Implements two acquisition functions:

- **nearer**: Greedy distance-based selection - finds unlabeled rows 
  closer to "best" centroid than "rest" centroid
- **likelier**: Adaptive acquisition with multiple modes (xploit, 
  xplor, bore, adapt) using Bayesian likelihood scoring between 
  best vs rest populations

Uses Welford's method for incremental statistics and distance-to-heaven 
scoring for multi-objective ranking. Tree building generates 
interpretable rules via recursive partitioning with minimal leaf sizes.
Contains data structures (Sym/Num columns) and CSV parser.
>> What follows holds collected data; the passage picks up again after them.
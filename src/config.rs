//! Configuration for FixedKV
//!
//! Centralized configuration with sensible defaults.

use crate::format::HEADER_SIZE;

/// Default upper bound for a store image (header + records), in bytes
pub const DEFAULT_CAPACITY: usize = 4096;

/// Configuration shared by writable stores and readers
#[derive(Debug, Clone)]
pub struct Config {
    // -------------------------------------------------------------------------
    // Storage Configuration
    // -------------------------------------------------------------------------
    /// Max size of a store image (header + all records) in bytes.
    /// `save` fails with `StoreFull` past this, and readers refuse
    /// files larger than it.
    pub capacity: usize,

    /// Create the file when opening a store at a path that does not exist.
    /// When false, opening a missing path surfaces the I/O error.
    pub create_if_missing: bool,
}

impl Default for Config {
    fn default() -> Self {
        Self {
            capacity: DEFAULT_CAPACITY,
            create_if_missing: true,
        }
    }
}

impl Config {
    /// Create a new config builder
    pub fn builder() -> ConfigBuilder {
        ConfigBuilder::default()
    }
}

/// Builder for Config
#[derive(Default)]
pub struct ConfigBuilder {
    config: Config,
}

impl ConfigBuilder {
    /// Set the capacity bound (in bytes). Never smaller than the header.
    pub fn capacity(mut self, bytes: usize) -> Self {
        self.config.capacity = bytes.max(HEADER_SIZE);
        self
    }

    /// Set whether a missing file is created on open
    pub fn create_if_missing(mut self, create: bool) -> Self {
        self.config.create_if_missing = create;
        self
    }

    pub fn build(self) -> Config {
        self.config
    }
}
The main 
`likely()` function orchestrates the A,B,C pattern.

### ezrtest.py
Unit tests and example functions demonstrating ezr's capabilities. 
Includes test cases for data loading, distance calculations, tree 
building, and optimization workflows. Examples can be run directly 
from command line using the eg_* function pattern.

### stats.py
Statistical utilities for comparing treatments and ranking results. 
Implements significance testing, effect size calculations, and 
ranking algorithms used in the experimental evaluation framework.
Handles the statistical analysis needed for comparing different
acquisition functions and optimization approaches.

**Key Design Principle**: Incremental updates throughout - statistics, 
populations, and centroids are maintained incrementally rather than 
recomputed, enabling sub-second runtimes even on large datasets.